Department of Surgery I, Faculty of Medicine and Dentistry, Palacky University Olomouc and University Hospital Olomouc, Czech Republic.
Department of Clinical and Molecular Pathology, Faculty of Medicine and Dentistry, Palacky University Olomouc and University Hospital Olomouc, Czech Republic.
Biomed Pap Med Fac Univ Palacky Olomouc Czech Repub. 2022 Sep;166(3):290-296. doi: 10.5507/bp.2021.028. Epub 2021 May 11.
The aim of this study was to evaluate symptoms, diagnostic methods, short- and long-term outcomes of surgical treatment in patients with duodenal adenocarcinoma.
A single center, retrospective, observational study of 52 consecutive patients with duodenal adenocarcinoma operated on with curative intent between 2006 - 2019. Duodenectomy as part of a hemipancreatoduodenectomy or total pancreatectomy procedure was performed for ADAC (ampullary duodenal/intestinal adenocarcinoma) or NADAC (non-ampullary duodenal adenocarcinoma).

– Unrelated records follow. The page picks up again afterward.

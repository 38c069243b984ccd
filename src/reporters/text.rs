//! Text (terminal) reporter with colors and formatting

use crate::models::{AssessmentReport, OverallStatus, Severity, WellbeingLevel};
use anyhow::Result;

/// Severity colors (ANSI escape codes)
fn severity_color(severity: Severity) -> &'static str {
    match severity {
        Severity::Normal => "\x1b[32m",          // Green
        Severity::Mild => "\x1b[33m",            // Yellow
        Severity::Moderate => "\x1b[93m",        // Light yellow
        Severity::Severe => "\x1b[91m",          // Light red
        Severity::ExtremelySevere => "\x1b[31m", // Red
    }
}

/// Well-being level colors
fn level_color(level: WellbeingLevel) -> &'static str {
    match level {
        WellbeingLevel::Low => "\x1b[91m",       // Light red
        WellbeingLevel::Moderate => "\x1b[33m",  // Yellow
        WellbeingLevel::High => "\x1b[92m",      // Light green
        WellbeingLevel::Excellent => "\x1b[32m", // Green
    }
}

/// Reset ANSI color
const RESET: &str = "\x1b[0m";
const BOLD: &str = "\x1b[1m";
const DIM: &str = "\x1b[2m";

/// Render report as formatted terminal output
pub fn render(report: &AssessmentReport) -> Result<String> {
    let mut out = String::new();

    // Header
    out.push_str(&format!("\n{BOLD}Mindgauge Assessment{RESET}\n"));
    out.push_str(&format!(
        "{DIM}──────────────────────────────────────{RESET}\n"
    ));
    out.push_str(&format!(
        "Date: {}  Report: {DIM}{}{RESET}\n\n",
        report.generated_at.format("%Y-%m-%d"),
        if report.id.is_empty() {
            "-"
        } else {
            report.id.as_str()
        }
    ));

    if let Some(dass) = &report.dass {
        out.push_str(&format!("{BOLD}DASS-21{RESET}\n"));
        for (label, score) in dass.categories() {
            let color = severity_color(score.severity);
            out.push_str(&format!(
                "  {:<12} {:>3}%  {color}{}{RESET}\n",
                label, score.percentage, score.severity
            ));
        }
        let status_color = match dass.overall_status {
            OverallStatus::Healthy => "\x1b[32m",
            OverallStatus::AtRisk => "\x1b[31m",
        };
        out.push_str(&format!(
            "  {:<12} {:>3}%  {status_color}{BOLD}{}{RESET}\n\n",
            "Overall", dass.overall_percentage, dass.overall_status
        ));
    }

    if let Some(star) = &report.star {
        out.push_str(&format!("{BOLD}STAR of Well-Being{RESET}\n"));
        for (label, category) in [("Inherent", &star.inherent), ("Coherent", &star.coherent)] {
            let color = level_color(category.level);
            out.push_str(&format!(
                "  {:<12} {:>3}%  {color}{}{RESET}\n",
                label, category.percentage, category.level
            ));
            for attr in &category.attributes {
                let color = level_color(attr.level);
                out.push_str(&format!(
                    "    {DIM}{:<22}{RESET} {:>3}%  {color}{}{RESET}\n",
                    attr.attribute.label(),
                    attr.percentage,
                    attr.level
                ));
            }
        }
        let color = level_color(star.overall_level);
        out.push_str(&format!(
            "  {:<12} {:>3}%  {color}{BOLD}{}{RESET}\n\n",
            "Overall", star.overall_percentage, star.overall_level
        ));

        for insight in crate::scoring::star::insights(star) {
            out.push_str(&format!("  {DIM}• {}{RESET}\n", insight));
        }
        out.push('\n');
    }

    // Closing guidance, keyed off the clinical result when present
    match report.dass.as_ref().map(|d| d.overall_status) {
        Some(OverallStatus::AtRisk) => {
            out.push_str(&format!(
                "{DIM}These results suggest talking to a professional. Run `mindgauge book` to schedule a consultation.{RESET}\n"
            ));
        }
        _ => {
            out.push_str(&format!(
                "{DIM}This is a self-screening, not a diagnosis. Re-run `mindgauge assess` any time.{RESET}\n"
            ));
        }
    }

    Ok(out)
}
//! Test fixtures with sample data.

use resilient_client::{AuthConfig, ClientProfile, RetryConfig};
use serde_json::{Value, json};

/// Client id used by sample OAuth profiles.
pub const CLIENT_ID: &str = "billing-client";

/// Client secret used by sample OAuth profiles.
pub const CLIENT_SECRET: &str = "s3cret";

/// Successful token endpoint body.
#[must_use]
pub fn token_body(access_token: &str, expires_in: u64) -> Value {
    json!({
        "access_token": access_token,
        "token_type": "Bearer",
        "expires_in": expires_in,
        "not-before-policy": 0,
        "scope": "profile email"
    })
}

/// Token endpoint body carrying a refresh token.
#[must_use]
pub fn token_body_with_refresh(access_token: &str, expires_in: u64, refresh_token: &str) -> Value {
    let mut body = token_body(access_token, expires_in);
    body["refresh_token"] = json!(refresh_token);
    body
}

/// Provider error body as returned for bad client credentials.
#[must_use]
pub fn invalid_client_body() -> Value {
    json!({
        "error": "invalid_client",
        "error_description": "Invalid client or Invalid client credentials"
    })
}

/// Provider error body with an arbitrary code.
#[must_use]
pub fn provider_error_body(code: &str, description: &str) -> Value {
    json!({ "error": code, "error_description": description })
}

/// Retry block with short delays for tests running on a real clock.
#[must_use]
pub fn fast_retry() -> RetryConfig {
    RetryConfig::default().with_backoff(10, 2.0).with_max_backoff(50)
}

/// Plain profile pointing at `address`.
#[must_use]
pub fn plain_profile(name: &str, address: &str) -> ClientProfile {
    ClientProfile::new(name, address).with_retry(fast_retry())
}

/// OAuth profile pointing at `address` and fetching tokens from `token_endpoint`.
#[must_use]
pub fn oauth_profile(name: &str, address: &str, token_endpoint: &str) -> ClientProfile {
    plain_profile(name, address).with_oauth(AuthConfig::new(
        token_endpoint,
        CLIENT_ID,
        CLIENT_SECRET,
    ))
}

/// TOML configuration with one OAuth and one basic-auth destination.
#[must_use]
pub fn sample_toml(downstream: &str, identity: &str) -> String {
    format!(
        r#"
[telemetry]
log_level = "debug"

[[clients]]
name = "billing"
address = "{downstream}"
internal_oauth = true

[clients.auth]
token_endpoint = "{identity}/token"
client_id = "{CLIENT_ID}"
client_secret = "{CLIENT_SECRET}"

[clients.retry]
backoff_ms = 10
max_backoff_ms = 50

[[clients]]
name = "ledger"
address = "{downstream}"

[clients.basic]
username = "svc"
password = "pw"
"#
    )
}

Prevailing symptoms were obstructive jaundice in the ADAC group (P<0.0001) and bleeding in the NADAC group (P=0.005), with larger tumor size in patients with NADAC (P=0.001). Complication rate, morbidity and mortality were comparable. Primary total pancreatoduodenectomy predominated in the NADAC group, 16.6% vs. 2.9%, and salvage completion pancreatectomy in the ADAC group, 6% vs. 0%. Significant prognostic factors for OS were perineural invasion (P=0.006) and adjuvant chemotherapy (P=0.045) in the ADAC group, and for DFS the total number of resected lymph nodes (P=0.042) and lymph node ratio (P=0.031) in the NADAC group. Median OS is 21 months and 5-year survival 27.3% in the NADAC group and 41.5 months and 52% in the ADAC group.

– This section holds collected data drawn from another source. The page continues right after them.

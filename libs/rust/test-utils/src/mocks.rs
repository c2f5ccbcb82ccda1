//! Wiremock-backed identity provider and downstream servers.

use crate::fixtures::{invalid_client_body, token_body};
use serde_json::Value;
use std::time::Duration;
use wiremock::matchers::{body_string_contains, method, path};
use wiremock::{Mock, MockServer, ResponseTemplate};

/// Path of the mocked token endpoint.
pub const TOKEN_PATH: &str = "/token";

/// Mock OAuth2 token endpoint.
pub struct MockIdentityProvider {
    server: MockServer,
}

impl MockIdentityProvider {
    /// Start an identity provider with no responses mounted.
    pub async fn start() -> Self {
        Self {
            server: MockServer::start().await,
        }
    }

    /// Base URL of the provider.
    #[must_use]
    pub fn uri(&self) -> String {
        self.server.uri()
    }

    /// Full token endpoint URL.
    #[must_use]
    pub fn token_endpoint(&self) -> String {
        format!("{}{TOKEN_PATH}", self.server.uri())
    }

    /// Issue `access_token` for every client-credentials request.
    pub async fn issue(&self, access_token: &str, expires_in: u64) {
        self.respond(200, token_body(access_token, expires_in), None, None).await;
    }

    /// Issue `access_token` for the next `times` requests, after a `delay`.
    pub async fn issue_slowly(
        &self,
        access_token: &str,
        expires_in: u64,
        delay: Duration,
        times: u64,
    ) {
        self.respond(200, token_body(access_token, expires_in), Some(delay), Some(times))
            .await;
    }

    /// Reject the client credentials.
    pub async fn reject_client(&self) {
        self.respond(401, invalid_client_body(), None, None).await;
    }

    /// Fail the next `times` requests with a server error.
    pub async fn fail(&self, status: u16, times: u64) {
        self.respond(status, serde_json::json!({}), None, Some(times)).await;
    }

    /// Mount an arbitrary response.
    pub async fn respond(
        &self,
        status: u16,
        body: Value,
        delay: Option<Duration>,
        times: Option<u64>,
    ) {
        let mut template = ResponseTemplate::new(status).set_body_json(body);
        if let Some(delay) = delay {
            template = template.set_delay(delay);
        }
        let mock = Mock::given(method("POST"))
            .and(path(TOKEN_PATH))
            .and(body_string_contains("grant_type="))
            .respond_with(template);
        match times {
            Some(times) => mock.up_to_n_times(times).mount(&self.server).await,
            None => mock.mount(&self.server).await,
        }
    }

    /// Number of token requests received.
    pub async fn token_requests(&self) -> usize {
        self.server
            .received_requests()
            .await
            .map_or(0, |requests| {
                requests
                    .iter()
                    .filter(|r| r.url.path() == TOKEN_PATH)
                    .count()
            })
    }
}

/// Mock downstream destination.
pub struct MockDownstream {
    server: MockServer,
}

impl MockDownstream {
    /// Start a downstream with no responses mounted.
    pub async fn start() -> Self {
        Self {
            server: MockServer::start().await,
        }
    }

    /// Base URL of the downstream.
    #[must_use]
    pub fn uri(&self) -> String {
        self.server.uri()
    }

    /// Underlying server for custom mocks.
    #[must_use]
    pub const fn server(&self) -> &MockServer {
        &self.server
    }

    /// Answer `GET route` with `status` for the next `times` requests, or forever.
    pub async fn get(&self, route: &str, status: u16, times: Option<u64>) {
        let mock = Mock::given(method("GET"))
            .and(path(route))
            .respond_with(ResponseTemplate::new(status));
        match times {
            Some(times) => mock.up_to_n_times(times).mount(&self.server).await,
            None => mock.mount(&self.server).await,
        }
    }

    /// Requests received, with their `Authorization` header values.
    pub async fn authorizations(&self) -> Vec<Option<String>> {
        self.server.received_requests().await.map_or_else(Vec::new, |requests| {
            requests
                .iter()
                .map(|r| {
                    r.headers
                        .get("authorization")
                        .and_then(|v| v.to_str().ok())
                        .map(str::to_string)
                })
                .collect()
        })
    }

    /// Number of requests received.
    pub async fn request_count(&self) -> usize {
        self.server.received_requests().await.map_or(0, |requests| requests.len())
    }
}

Ampullary duodenal/intestinal adenocarcinomas are smaller than non-ampullary at diagnosis, with a higher rate of lymph node metastases, but with a better prognosis and long-term outcome in the presented cohort. Oral localisation of NADAC prevailed in the present cohort. Perineural invasion and postoperative oncological therapy are significant prognostic factors for OS in ADAC, but the total number of lymph nodes and lymph node ratio are significant prognostic factors for DFS in NADAC.
本研究旨在评估十二指肠腺癌患者的症状、诊断方法、短期和长期手术治疗结果。
对 2006 年至 2019 年间接受根治性手术的 52 例十二指肠腺癌患者进行了一项单中心回顾性观察研究。十二指肠腺癌(ADAC)或非壶腹周围十二指肠腺癌(NADAC)患者行胰十二指肠切除术或全胰切除术,部分患者行胰头十二指肠切除术或全胰切除术。
ADAC 组主要表现为梗阻性黄疸(P<0.0001),NADAC 组主要表现为出血(P=0.005),NADAC 组肿瘤较大(P=0.001)。并发症发生率、发病率和死亡率相似。NADAC 组以原发性全胰十二指肠切除术为主(16.6% vs. 2.9%),ADAC 组以挽救性胰十二指肠切除术为主(6% vs. 0%)。ADAC 组中,OS 的显著预后因素为神经周围侵犯(P=0.006)和辅助化疗(P=0.045),NADAC 组中,DFS 的显著预后因素为切除的淋巴结总数(P=0.042)和淋巴结比率(P=0.031)。NADAC 组的中位 OS 为 21 个月,5 年生存率为 27.3%,ADAC 组的中位 OS 为 41.5 个月,5 年生存率为 52%。
与非壶腹周围腺癌相比,壶腹周围腺癌在诊断时较小,但淋巴结转移率较高,但在本研究队列中,其预后和长期结果更好。在本研究队列中,NADAC 以口腔定位为主。神经周围侵犯和术后肿瘤治疗是 ADAC 患者 OS 的显著预后因素,而淋巴结总数和淋巴结比率是 NADAC 患者 DFS 的显著预后因素。